In the field of multimodal chain-of-thought (CoT) reasoning, existing approaches predominantly rely on reasoning on pure language space, which inherently suffers from language bias and is largely confined to math or science domains. This narrow focus limits their ability to handle complex visual reasoning tasks that demand comprehensive understanding of image details. To address these limitations, this paper introduces VGR, a novel reasoning multimodal large language model (MLLM) with enhanced fine-grained visual perception capabilities. Unlike traditional MLLMs that answer the question or reasoning solely on the language space, our VGR first detects relevant regions that may help to solve problems, and then provides precise answers based on replayed image regions.
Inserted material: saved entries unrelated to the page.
//! Core data types: points, planes, planar groups and polygon meshes.

use nalgebra::{Point2, Point3, Vector3};
use std::collections::BTreeMap;

use crate::geometry::fit_plane;

/// A sample from the input point cloud.
#[derive(Debug, Clone, PartialEq)]
pub struct Point {
    /// 3D position.
    pub position: Point3<f64>,

    /// Unit normal, if the scanner or segmentation provided one.
    pub normal: Option<Vector3<f64>>,

    /// Upstream segmentation label. `None` for points outside every planar segment.
    pub segment: Option<usize>,
}

impl Point {
    /// Create an unlabelled point.
    #[inline]
    pub fn new(position: Point3<f64>) -> Self {
        Self {
            position,
            normal: None,
            segment: None,
        }
    }

    /// Create a point from raw coordinates with a segment label.
    #[inline]
    pub fn labelled(x: f64, y: f64, z: f64, segment: usize) -> Self {
        Self {
            position: Point3::new(x, y, z),
            normal: None,
            segment: Some(segment),
        }
    }

    /// Attach a normal.
    #[inline]
    pub fn with_normal(mut self, normal: Vector3<f64>) -> Self {
        self.normal = Some(normal);
        self
    }
}

/// An oriented plane `normal · x + offset = 0` with a unit normal.
#[derive(Debug, Clone, Copy, PartialEq)]
pub struct Plane {
    pub normal: Vector3<f64>,
    pub offset: f64,
}

impl Plane {
    /// Build a plane from a (not necessarily unit) normal and offset.
    ///
    /// Returns `None` for a zero normal.
    pub fn new(normal: Vector3<f64>, offset: f64) -> Option<Self> {
        let len = normal.norm();
        if len < 1e-12 || !len.is_finite() {
            return None;
        }
        Some(Self {
            normal: normal / len,
            offset: offset / len,
        })
    }

    /// Plane through `point` with the given normal.
    pub fn from_point_normal(point: &Point3<f64>, normal: Vector3<f64>) -> Option<Self> {
        let len = normal.norm();
        if len < 1e-12 || !len.is_finite() {
            return None;
        }
        let n = normal / len;
        Some(Self {
            normal: n,
            offset: -n.dot(&point.coords),
        })
    }

    /// Signed distance from `p`; positive on the side the normal points to.
    #[inline]
    pub fn signed_distance(&self, p: &Point3<f64>) -> f64 {
        self.normal.dot(&p.coords) + self.offset
    }

    /// Orthogonal projection of `p` onto the plane.
    #[inline]
    pub fn project(&self, p: &Point3<f64>) -> Point3<f64> {
        p - self.normal * self.signed_distance(p)
    }

    /// The same plane with the opposite orientation.
    #[inline]
    pub fn flipped(&self) -> Self {
        Self {
            normal: -self.normal,
            offset: -self.offset,
        }
    }

    /// Angle between the two planes in degrees, ignoring orientation.
    pub fn angle_to(&self, other: &Plane) -> f64 {
        self.normal
            .dot(&other.normal)
            .abs()
            .clamp(0.0, 1.0)
            .acos()
            .to_degrees()
    }

    /// An orthonormal in-plane frame.
    pub fn frame(&self) -> PlaneFrame {
        let n = self.normal;
        let helper = if n.x.abs() < 0.9 {
            Vector3::x()
        } else {
            Vector3::y()
        };
        let u = n.cross(&helper).normalize();
        let v = n.cross(&u);
        PlaneFrame {
            origin: Point3::from(-n * self.offset),
            u,
            v,
        }
    }

    /// Line of intersection as `(point, unit direction)`, or `None` when
    /// the planes are parallel within `parallel_cos`.
    pub fn intersect(&self, other: &Plane, parallel_cos: f64) -> Option<(Point3<f64>, Vector3<f64>)> {
        if self.normal.dot(&other.normal).abs() > parallel_cos {
            return None;
        }
        let dir = self.normal.cross(&other.normal);
        let denom = dir.norm_squared();
        if denom < 1e-18 {
            return None;
        }
        // Point on both planes closest to the origin.
        let p = (other.normal.cross(&dir) * -self.offset + dir.cross(&self.normal) * -other.offset)
            / denom;
        Some((Point3::from(p), dir / denom.sqrt()))
    }
}

/// In-plane orthonormal coordinates for a [`Plane`].
#[derive(Debug, Clone, Copy)]
pub struct PlaneFrame {
    pub origin: Point3<f64>,
    pub u: Vector3<f64>,
    pub v: Vector3<f64>,
}

impl PlaneFrame {
    /// 2D coordinates of the projection of `p`.
    #[inline]
    pub fn to_2d(&self, p: &Point3<f64>) -> Point2<f64> {
        let d = p - self.origin;
        Point2::new(d.dot(&self.u), d.dot(&self.v))
    }

    /// Lift 2D frame coordinates back into 3D.
    #[inline]
    pub fn to_3d(&self, q: &Point2<f64>) -> Point3<f64> {
        self.origin + self.u * q.x + self.v * q.y
    }
}

/// Points sharing one upstream segment label, with their fitted plane.
#[derive(Debug, Clone, PartialEq)]
pub struct PlanarGroup {
    /// Group label. After refinement this is the smallest absorbed label.
    pub label: usize,

    /// Indices into [`PointSet::points`], ascending.
    pub members: Vec<usize>,

    /// Least-squares plane; `None` with fewer than 3 non-collinear points.
    pub plane: Option<Plane>,

    /// Upstream labels merged into this group, ascending. Contains `label`.
    pub merged_from: Vec<usize>,
}

impl PlanarGroup {
    /// Fit a group over `members` of `points`.
    pub fn fit(label: usize, mut members: Vec<usize>, points: &[Point]) -> Self {
        members.sort_unstable();
        members.dedup();
        let plane = fit_group_plane(&members, points);
        Self {
            label,
            members,
            plane,
            merged_from: vec![label],
        }
    }

    /// Number of member points.
    #[inline]
    pub fn len(&self) -> usize {
        self.members.len()
    }

    /// True when the group has no members.
    #[inline]
    pub fn is_empty(&self) -> bool {
        self.members.is_empty()
    }

    /// Mean position of the members.
    pub fn centroid(&self, points: &[Point]) -> Option<Point3<f64>> {
        if self.members.is_empty() {
            return None;
        }
        let sum = self
            .members
            .iter()
            .fold(Vector3::zeros(), |acc, &i| acc + points[i].position.coords);
        Some(Point3::from(sum / self.members.len() as f64))
    }
}

/// Fit a plane to the member points, oriented to agree with their normals.
pub(crate) fn fit_group_plane(members: &[usize], points: &[Point]) -> Option<Plane> {
    let positions: Vec<Point3<f64>> = members.iter().map(|&i| points[i].position).collect();
    let fit = fit_plane(&positions)?;
    let normal_sum = members
        .iter()
        .filter_map(|&i| points[i].normal)
        .fold(Vector3::zeros(), |acc, n| acc + n);
    if fit.plane.normal.dot(&normal_sum) < 0.0 {
        Some(fit.plane.flipped())
    } else {
        Some(fit.plane)
    }
}

/// An input point cloud plus its planar segmentation.
#[derive(Debug, Clone, Default, PartialEq)]
pub struct PointSet {
    pub points: Vec<Point>,
    pub groups: Vec<PlanarGroup>,
}

impl PointSet {
    /// Build a point set, grouping points by their segment label.
    ///
    /// Groups are ordered by label.
    pub fn from_points(points: Vec<Point>) -> Self {
        let mut by_label: BTreeMap<usize, Vec<usize>> = BTreeMap::new();
        for (i, p) in points.iter().enumerate() {
            if let Some(label) = p.segment {
                by_label.entry(label).or_default().push(i);
            }
        }
        let groups = by_label
            .into_iter()
            .map(|(label, members)| PlanarGroup::fit(label, members, &points))
            .collect();
        Self { points, groups }
    }

    /// Number of points.
    #[inline]
    pub fn len(&self) -> usize {
        self.points.len()
    }

    /// True when there are no points.
    #[inline]
    pub fn is_empty(&self) -> bool {
        self.points.is_empty()
    }

    /// Number of points carrying a segment label.
    pub fn grouped_point_count(&self) -> usize {
        self.groups.iter().map(PlanarGroup::len).sum()
    }

    /// Axis-aligned bounding box of all points.
    pub fn bounds(&self) -> Option<(Point3<f64>, Point3<f64>)> {
        bounds_of(self.points.iter().map(|p| &p.position))
    }
}

pub(crate) fn bounds_of<'a>(
    mut points: impl Iterator<Item = &'a Point3<f64>>,
) -> Option<(Point3<f64>, Point3<f64>)> {
    let first = points.next()?;
    let mut min = *first;
    let mut max = *first;
    for p in points {
        min = min.inf(p);
        max = max.sup(p);
    }
    Some((min, max))
}

/// RGB color with 8-bit components.
#[derive(Debug, Clone, Copy, PartialEq, Eq, Hash)]
pub struct FaceColor {
    pub r: u8,
    pub g: u8,
    pub b: u8,
}

impl FaceColor {
    /// Create a new color from RGB components.
    #[inline]
    pub fn new(r: u8, g: u8, b: u8) -> Self {
        Self { r, g, b }
    }

    /// A well-spread, reproducible color for the `index`-th face.
    pub fn for_index(index: usize) -> Self {
        // Golden-ratio hue stepping keeps consecutive faces distinguishable.
        let hue = (index as f64 * 0.618_033_988_749_895).fract();
        let (r, g, b) = hsv_to_rgb(hue, 0.55, 0.9);
        Self::new(r, g, b)
    }
}

fn hsv_to_rgb(h: f64, s: f64, v: f64) -> (u8, u8, u8) {
    let h6 = h * 6.0;
    let sector = h6.floor() as i32 % 6;
    let f = h6 - h6.floor();
    let p = v * (1.0 - s);
    let q = v * (1.0 - s * f);
    let t = v * (1.0 - s * (1.0 - f));
    let (r, g, b) = match sector {
        0 => (v, t, p),
        1 => (q, v, p),
        2 => (p, v, t),
        3 => (p, q, v),
        4 => (t, p, v),
        _ => (v, p, q),
    };
    let to_u8 = |c: f64| (c.clamp(0.0, 1.0) * 255.0).round() as u8;
    (to_u8(r), to_u8(g), to_u8(b))
}

/// A planar polygon referencing vertices of its mesh.
#[derive(Debug, Clone, PartialEq)]
pub struct PolygonFace {
    /// Boundary loop, counter-clockwise when seen from the plane normal.
    pub vertices: Vec<u32>,

    /// Index of the supporting plane (planar group) of this face.
    pub plane: usize,

    /// Display color.
    pub color: FaceColor,
}

impl PolygonFace {
    /// Consecutive boundary edges as `(from, to)` pairs.
    pub fn edges(&self) -> impl Iterator<Item = (u32, u32)> + '_ {
        let n = self.vertices.len();
        (0..n).map(move |i| (self.vertices[i], self.vertices[(i + 1) % n]))
    }
}

/// An indexed polygon mesh.
#[derive(Debug, Clone, Default, PartialEq)]
pub struct PolygonMesh {
    pub vertices: Vec<Point3<f64>>,
    pub faces: Vec<PolygonFace>,
}

impl PolygonMesh {
    /// Create a new empty mesh.
    pub fn new() -> Self {
        Self::default()
    }

    #[inline]
    pub fn vertex_count(&self) -> usize {
        self.vertices.len()
    }

    #[inline]
    pub fn face_count(&self) -> usize {
        self.faces.len()
    }

    /// Check if mesh is empty (no vertices or faces).
    #[inline]
    pub fn is_empty(&self) -> bool {
        self.vertices.is_empty() || self.faces.is_empty()
    }

    /// Positions of a face's boundary loop.
    pub fn face_positions(&self, face: usize) -> Vec<Point3<f64>> {
        self.faces[face]
            .vertices
            .iter()
            .map(|&v| self.vertices[v as usize])
            .collect()
    }

    /// Area of a face.
    pub fn face_area(&self, face: usize) -> f64 {
        crate::geometry::polygon_area(&self.face_positions(face))
    }

    /// Total area of all faces.
    pub fn surface_area(&self) -> f64 {
        (0..self.faces.len()).map(|f| self.face_area(f)).sum()
    }

    /// Axis-aligned bounding box of the vertices.
    pub fn bounds(&self) -> Option<(Point3<f64>, Point3<f64>)> {
        bounds_of(self.vertices.iter())
    }

    /// Drop vertices no face references, keeping the order of the rest.
    ///
    /// Returns the number of vertices removed.
    pub fn remove_unreferenced_vertices(&mut self) -> usize {
        let original_count = self.vertices.len();
        let mut referenced = vec![false; original_count];
        for face in &self.faces {
            for &v in &face.vertices {
                referenced[v as usize] = true;
            }
        }

        let mut remap = vec![u32::MAX; original_count];
        let mut kept = Vec::with_capacity(original_count);
        for (old, vertex) in self.vertices.iter().enumerate() {
            if referenced[old] {
                remap[old] = kept.len() as u32;
                kept.push(*vertex);
            }
        }
        if kept.len() == original_count {
            return 0;
        }

        for face in &mut self.faces {
            for v in &mut face.vertices {
                *v = remap[*v as usize];
            }
        }
        self.vertices = kept;
        original_count - self.vertices.len()
    }
}

/// Undirected edge key with the smaller vertex first.
#[inline]
pub fn edge_key(a: u32, b: u32) -> (u32, u32) {
    if a < b { (a, b) } else { (b, a) }
}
To achieve this, we conduct a large-scale SFT dataset called VGR -SFT that contains reasoning data with mixed vision grounding and language deduction. The inference pipeline of VGR allows the model to choose bounding boxes for visual reference and a replay stage is introduced to integrates the corresponding regions into the reasoning process, enhancing multimodel comprehension. Experiments on the LLaVA-NeXT-7B baseline show that VGR achieves superior performance on multi-modal benchmarks requiring comprehensive image detail understanding. Compared to the baseline, VGR uses only 30\% of the image token count while delivering scores of +4.1 on MMStar, +7.1 on AI2D, and a +12.9 improvement on ChartQA.